阿佐ヶ谷とバラン万丈

半袖だとうす寒いし、ジャケットを着るとちょっと暑い。
歩くと汗がふき出すのに、上着を脱いでると冷えてくる。
のどがいがいがしたのでコンビニでのど飴を買おうとして
まちがってガムを買ってしまっていたことをあとで知った。
どちらでも大差ないと思ったけれど、ガムを食べるのは
久しぶりすぎて、ほっぺたのうちがわまで一緒に噛んで、
気づいたときはすでに遅く、一瞬遅れて痛みが走った。
ぐきっという音が聞こえた気がするのは幻聴なのかな。
舌で触ってみたら奥歯の歯形が分かるくらい深かった。


ガムに殺意を抱いて残りのガムを全部投げ捨てよう
かと思ったけど、ガムに罪はないのでやめといた。


ずっと前のワークショップに歯医者さんがいて、
口の中の体性感覚地図をfMRIで調べてる人がいた。
そういえば、ペンフィールドホムンクルス
口と舌がでかいけど口の中はどう表象されてたっけ。
顔の表面のほっぺたと、その裏側にある内ほほは
別々の場所で表現されているはずだろうなあ。
そうしたら、口の中とか鼻の中とか耳の中とか
ぜんぶ引き出されて、伸ばされたり縮められたり
どんなマップになってるのか想像できなくなった。
というより、つなぎ目がどうなっているか謎だ。


新宿で乗り換えようとしたら線がありすぎて
どれに乗ればいいのか全然分からなくなった。
各停なら確実だと思ったのにホームが見つからない。
とにかくどれかに乗ってみようと快速に乗ったら
土日は停まらないと言うので、中野で降りた。
今度は、地下鉄直通の各停とふつうの各停があって
すぐに来たのは前者だったけれど不安になったので
後者の次の電車を待ったけれど、今にして思えば、
どちらでも同じでよかったような気もしてくる。
こんなに迷うなら代々木で乗り換えればよかった。
新宿駅や東京駅の乗り換えは鬼門だったと肝に銘ず。


電車の乗り換えでだいぶ時間をロスした気がして
焦っていたりもして、駅からの道でもまた迷った。
商店街を通り抜けて行こうとしたのが結果的に失敗で、
いろいろなものに目を取られすぎてランドマークを
見落としてしまったらしく、いつまで経っても
左に進む道が出て来ないなあと思っているうちに
青梅街道まで出てしまった。
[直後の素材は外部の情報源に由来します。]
//! Binding Module - the `apply(model)` contract and its variants
//!
//! Bindings are owned by their host node in the [`Scene`] and referenced by
//! id from the View whose scope holds them:
//! - `value`: value-assignment bindings (member writes, active toggles)
//! - [`View`]: scope owner, re-applies its scope
//! - [`Template`]: View that reconciles a sequence against a child pool
//! - [`Apply`]: application-defined bindings
//!
//! Data flow:
//! ```text
//! Binder::apply(root, model)
//!          ↓
//!   View narrows model (optional selector)
//!          ↓
//!   each scope entry ──→ plain binding: apply(narrowed)
//!                   └──→ nested View: recurse into its scope
//!                   └──→ Template: reconcile pool, apply each child
//! ```

mod value;

use std::fmt;

use tracing::trace;

use crate::coerce::Converters;
use crate::config::Config;
use crate::prefab::Prefabs;
use crate::scene::Scene;
use crate::template::Template;
use crate::value::Value;
use crate::view::View;

pub use value::{ActiveBinding, ValueBinding};

/// Handle to a binding stored in a [`Scene`]
#[derive(Debug, Clone, Copy, PartialEq, Eq, Hash, PartialOrd, Ord)]
pub struct BindingId(pub(crate) usize);

impl BindingId {
    pub fn index(self) -> usize {
        self.0
    }
}

impl fmt::Display for BindingId {
    fn fmt(&self, f: &mut fmt::Formatter<'_>) -> fmt::Result {
        write!(f, "#{}", self.0)
    }
}

/// Application-defined binding
pub trait Apply {
    fn apply(&mut self, model: &Value);
}

impl<F: FnMut(&Value)> Apply for F {
    fn apply(&mut self, model: &Value) {
        self(model)
    }
}

/// A node-attached, model-consuming unit
pub enum Binding {
    Value(ValueBinding),
    Active(ActiveBinding),
    View(View),
    Template(Template),
    Custom(Box<dyn Apply>),
}

impl Binding {
    pub fn custom(apply: impl Apply + 'static) -> Self {
        Binding::Custom(Box::new(apply))
    }

    /// The embedded View capability (plain views and templates)
    pub fn as_view(&self) -> Option<&View> {
        match self {
            Binding::View(view) => Some(view),
            Binding::Template(template) => Some(template.view()),
            _ => None,
        }
    }

    pub fn as_view_mut(&mut self) -> Option<&mut View> {
        match self {
            Binding::View(view) => Some(view),
            Binding::Template(template) => Some(template.view_mut()),
            _ => None,
        }
    }

    pub fn as_template(&self) -> Option<&Template> {
        match self {
            Binding::Template(template) => Some(template),
            _ => None,
        }
    }

    pub fn is_view(&self) -> bool {
        self.as_view().is_some()
    }

    /// Short variant name for logs
    pub fn kind(&self) -> &'static str {
        match self {
            Binding::Value(_) => "value",
            Binding::Active(_) => "active",
            Binding::View(_) => "view",
            Binding::Template(_) => "template",
            Binding::Custom(_) => "custom",
        }
    }

    fn apply(&mut self, cx: &mut Context<'_>, id: BindingId, model: &Value) {
        trace!(binding = %id, kind = self.kind(), "apply");
        match self {
            Binding::Value(binding) => binding.apply(model, cx.converters),
            Binding::Active(binding) => binding.apply(cx, id, model),
            Binding::View(view) => view.apply(cx, model),
            Binding::Template(template) => template.apply(cx, id, model),
            Binding::Custom(binding) => binding.apply(model),
        }
    }
}

impl fmt::Debug for Binding {
    fn fmt(&self, f: &mut fmt::Formatter<'_>) -> fmt::Result {
        match self {
            Binding::Value(b) => f.debug_tuple("Value").field(b).finish(),
            Binding::Active(b) => f.debug_tuple("Active").field(b).finish(),
            Binding::View(v) => f.debug_tuple("View").field(v).finish(),
            Binding::Template(t) => f.debug_tuple("Template").field(t).finish(),
            Binding::Custom(_) => f.write_str("Custom(..)"),
        }
    }
}

impl From<View> for Binding {
    fn from(view: View) -> Self {
        Binding::View(view)
    }
}

impl From<Template> for Binding {
    fn from(template: Template) -> Self {
        Binding::Template(template)
    }
}

impl From<ValueBinding> for Binding {
    fn from(binding: ValueBinding) -> Self {
        Binding::Value(binding)
    }
}

impl From<ActiveBinding> for Binding {
    fn from(binding: ActiveBinding) -> Self {
        Binding::Active(binding)
    }
}

/// Everything an `apply` pass needs besides the model
pub struct Context<'a> {
    pub(crate) scene: &'a mut Scene,
    pub(crate) prefabs: &'a Prefabs,
    pub(crate) converters: &'a Converters,
    pub(crate) config: &'a Config,
}

impl<'a> Context<'a> {
    pub fn new(
        scene: &'a mut Scene,
        prefabs: &'a Prefabs,
        converters: &'a Converters,
        config: &'a Config,
    ) -> Self {
        Self {
            scene,
            prefabs,
            converters,
            config,
        }
    }

    /// Apply one binding. The binding is lent out of the scene for the
    /// duration of the call; a missing or already-applying binding is skipped.
    pub fn apply(&mut self, id: BindingId, model: &Value) {
        let Some(mut binding) = self.scene.take_binding(id) else {
            return;
        };
        binding.apply(self, id, model);
        self.scene.restore_binding(id, binding);
    }
}

#[cfg(test)]
mod tests {
    use super::*;
    use std::cell::RefCell;
    use std::rc::Rc;

    #[test]
    fn closures_are_custom_bindings() {
        let seen = Rc::new(RefCell::new(Vec::new()));
        let sink = Rc::clone(&seen);
        let mut binding = Binding::custom(move |m: &Value| sink.borrow_mut().push(m.clone()));

        let mut scene = Scene::new();
        let prefabs = Prefabs::new();
        let config = Config::default();
        let mut cx = Context::new(&mut scene, &prefabs, Converters::global(), &config);
        binding.apply(&mut cx, BindingId(0), &Value::Int(1));

        assert_eq!(*seen.borrow(), vec![Value::Int(1)]);
    }

    #[test]
    fn view_capability_is_shared_by_views_and_templates() {
        assert!(Binding::from(View::new()).is_view());
        assert!(Binding::from(Template::new("items", "kind")).is_view());
        assert!(!Binding::custom(|_: &Value| {}).is_view());
    }

    #[test]
    fn display_id() {
        assert_eq!(BindingId(7).to_string(), "#7");
    }
}
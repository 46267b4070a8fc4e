//! Binder configuration (YAML)
//!
//! ```yaml
//! selector:
//!   delimiter: "/"
//! coercion:
//!   standard_converters: true
//! template:
//!   implicit_view: true
//! ```
//!
//! Every key is optional; an empty document yields [`Config::default`].

use std::path::Path;

use serde::{Deserialize, Serialize};

use crate::error::{BinderyError, Result};
use crate::selector::DEFAULT_DELIMITER;

#[derive(Debug, Clone, Default, PartialEq, Deserialize, Serialize)]
#[serde(default)]
pub struct Config {
    pub selector: SelectorConfig,
    pub coercion: CoercionConfig,
    pub template: TemplateConfig,
}

#[derive(Debug, Clone, PartialEq, Deserialize, Serialize)]
#[serde(default)]
pub struct SelectorConfig {
    /// Segment delimiter used when parsing selector text
    pub delimiter: char,
}

impl Default for SelectorConfig {
    fn default() -> Self {
        Self {
            delimiter: DEFAULT_DELIMITER,
        }
    }
}

#[derive(Debug, Clone, PartialEq, Deserialize, Serialize)]
#[serde(default)]
pub struct CoercionConfig {
    /// Pre-register the built-in numeric/parse/format converters
    pub standard_converters: bool,
}

impl Default for CoercionConfig {
    fn default() -> Self {
        Self {
            standard_converters: true,
        }
    }
}

#[derive(Debug, Clone, PartialEq, Deserialize, Serialize)]
#[serde(default)]
pub struct TemplateConfig {
    /// Attach a plain View to prefab roots that were built without one
    pub implicit_view: bool,
}

impl Default for TemplateConfig {
    fn default() -> Self {
        Self { implicit_view: true }
    }
}

impl Config {
    pub fn from_yaml_str(text: &str) -> Result<Self> {
        if text.trim().is_empty() {
            return Ok(Self::default());
        }
        let config: Config = serde_yaml::from_str(text)?;
        config.validate()?;
        Ok(config)
    }

    pub fn load(path: impl AsRef<Path>) -> Result<Self> {
        let text = std::fs::read_to_string(path)?;
        Self::from_yaml_str(&text)
    }

    pub fn validate(&self) -> Result<()> {
        let delimiter = self.selector.delimiter;
        if delimiter.is_whitespace() {
            return Err(BinderyError::InvalidDelimiter { delimiter });
        }
        Ok(())
    }
}

#[cfg(test)]
mod tests {
    use super::*;
    use std::io::Write;
    use tempfile::NamedTempFile;

    #[test]
    fn defaults() {
        let config = Config::default();
        assert_eq!(config.selector.delimiter, '.');
        assert!(config.coercion.standard_converters);
        assert!(config.template.implicit_view);
    }

    #[test]
    fn empty_document_is_default() {
        assert_eq!(Config::from_yaml_str("  \n").unwrap(), Config::default());
    }

    #[test]
    fn partial_document_keeps_other_defaults() {
        let config = Config::from_yaml_str("selector:\n  delimiter: \"/\"\n").unwrap();
        assert_eq!(config.selector.delimiter, '/');
        assert!(config.template.implicit_view);
    }

    #[test]
    fn whitespace_delimiter_is_rejected() {
        let err = Config::from_yaml_str("selector:\n  delimiter: \" \"\n").unwrap_err();
        assert!(matches!(err, BinderyError::InvalidDelimiter { delimiter: ' ' }));
    }

    #[test]
    fn malformed_yaml_is_a_parse_error() {
        let err = Config::from_yaml_str("selector: [").unwrap_err();
        assert!(err.to_string().starts_with("BIND-003"));
    }

    #[test]
    fn load_from_file() {
        let mut file = NamedTempFile::new().unwrap();
        writeln!(file, "template:\n  implicit_view: false").unwrap();

        let config = Config::load(file.path()).unwrap();
        assert!(!config.template.implicit_view);
    }

    #[test]
    fn missing_file_is_io_error() {
        let err = Config::load("/definitely/not/here.yaml").unwrap_err();
        assert!(matches!(err, BinderyError::Io(_)));
    }
}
地図で見ると相当遠い。
ここまで来る前に引き返せば良かったと後悔しつつ、
商店街はやめて大通りを戻ったら目印がすぐ見つかり
曲がるべき角がはっきり分かったので進んだらあった。


芸大の後の上野で出会った大槻さんの展覧会。
このお寿司によく入ってる緑色のぎざぎざの、
なんていう名前でしたっけといような話をした。
バランだったと思いますとすぐに教えてくださった。
漢字で書けたはずだとも。全然、思い浮かばなかった。
版画で紙を摺るのを思い出したけど、それはバレン。


帰って調べたら、こういうことらしい。

寿司桶に入っている葉っぱを「バラン」または「ハラン」と言います。
「葉蘭」というユリ科の植物があります。古来から大きな楕円形の葉っぱを
食器としても用います。中国の原産で、元は「婆蘭」「馬蘭」と書いたようです。
同じようにお寿司に食器として用いる「笹の葉」をバラン、ハランと呼んだのです。
駅弁の鱒寿司など、笹の葉でくるんだものがありますね。 
寿司桶のお寿司の上に笹の葉を敷き詰めて配達するお店もあります。
笹の葉には殺菌作用があるからですね。 
この笹の葉を切り絵のように切り抜いて細工したものが、寿司桶に入っていますね。
これも食器としての名残で「バラン」「ハラン」と 呼んでいます。
普通は、小さい出刃包丁に手ぬぐいを巻いて、鉛筆のように持って切り抜きます。

お寿司の美味しい食べ方 その13回より)


両手で水をすくってる絵があって、水になにかあると
ずっと眺めていたら、女の子の顔がぼんやり映ってる。
よく見ないと分からないけれど、たしかにそこにある。
そういうのがいいな。あやうく通り過ぎそうなもの。


帰りに商店街を通り抜けたら、駅からすごく近くて
自分はいったいどんだけ遠くまで歩いて行ったのか
と頑固さに嫌気がさした。途中で戻ればよかったのに。


駅のホームに上がったら、「あ-1」というビルが見えた。
ほんとだ、展覧会を開くのにふさわしい場所だと思った。